AIM OF THE EXERCISE: Show all the lines in the data below that include the word "crate".
(EXTRACTED DATA begins)
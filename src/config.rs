#[cfg(feature = "serde")]
use serde::{Deserialize, Serialize};

use crate::{dsp::Retrigger, error::SynthError, synth::SynthParams, MAX_BLOCK_SIZE};

/// Construction-time settings for [`crate::Synth`] and [`crate::synth::VoicePool`].
#[cfg_attr(feature = "serde", derive(Serialize, Deserialize))]
#[cfg_attr(feature = "serde", serde(default))]
#[derive(Debug, Clone, Copy, PartialEq)]
pub struct SynthConfig {
    pub sample_rate: f32,
    pub voices: usize,
    pub channels: usize,
    /// Largest block the host will ask for. Sizes scratch space only.
    pub max_block_size: usize,
    pub retrigger: Retrigger,
    pub control_queue_size: usize,
    pub keyboard_queue_size: usize,
    pub params: SynthParams,
}

impl SynthConfig {
    pub fn validate(&self) -> Result<(), SynthError> {
        if self.voices == 0 {
            return Err(SynthError::NoVoices);
        }
        if !is_valid_sample_rate(self.sample_rate) {
            return Err(SynthError::InvalidSampleRate(self.sample_rate));
        }
        if self.channels == 0 {
            return Err(SynthError::NoChannels);
        }
        Ok(())
    }

    pub fn with_voices(mut self, voices: usize) -> Self {
        self.voices = voices;
        self
    }

    pub fn with_sample_rate(mut self, sample_rate: f32) -> Self {
        self.sample_rate = sample_rate;
        self
    }

    pub fn with_params(mut self, params: SynthParams) -> Self {
        self.params = params;
        self
    }
}

impl Default for SynthConfig {
    fn default() -> Self {
        Self {
            sample_rate: 48_000.0,
            voices: 8,
            channels: 2,
            max_block_size: MAX_BLOCK_SIZE,
            retrigger: Retrigger::FromCurrent,
            control_queue_size: 64,
            keyboard_queue_size: 64,
            params: SynthParams::default(),
        }
    }
}

pub(crate) fn is_valid_sample_rate(sample_rate: f32) -> bool {
    sample_rate.is_finite() && sample_rate > 0.0
}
(EXTRACTED DATA ends)
ANSWER TO THE PROBLEM:
use crate::{dsp::Retrigger, error::SynthError, synth::SynthParams, MAX_BLOCK_SIZE};
/// Construction-time settings for [`crate::Synth`] and [`crate::synth::VoicePool`].
pub(crate) fn is_valid_sample_rate(sample_rate: f32) -> bool {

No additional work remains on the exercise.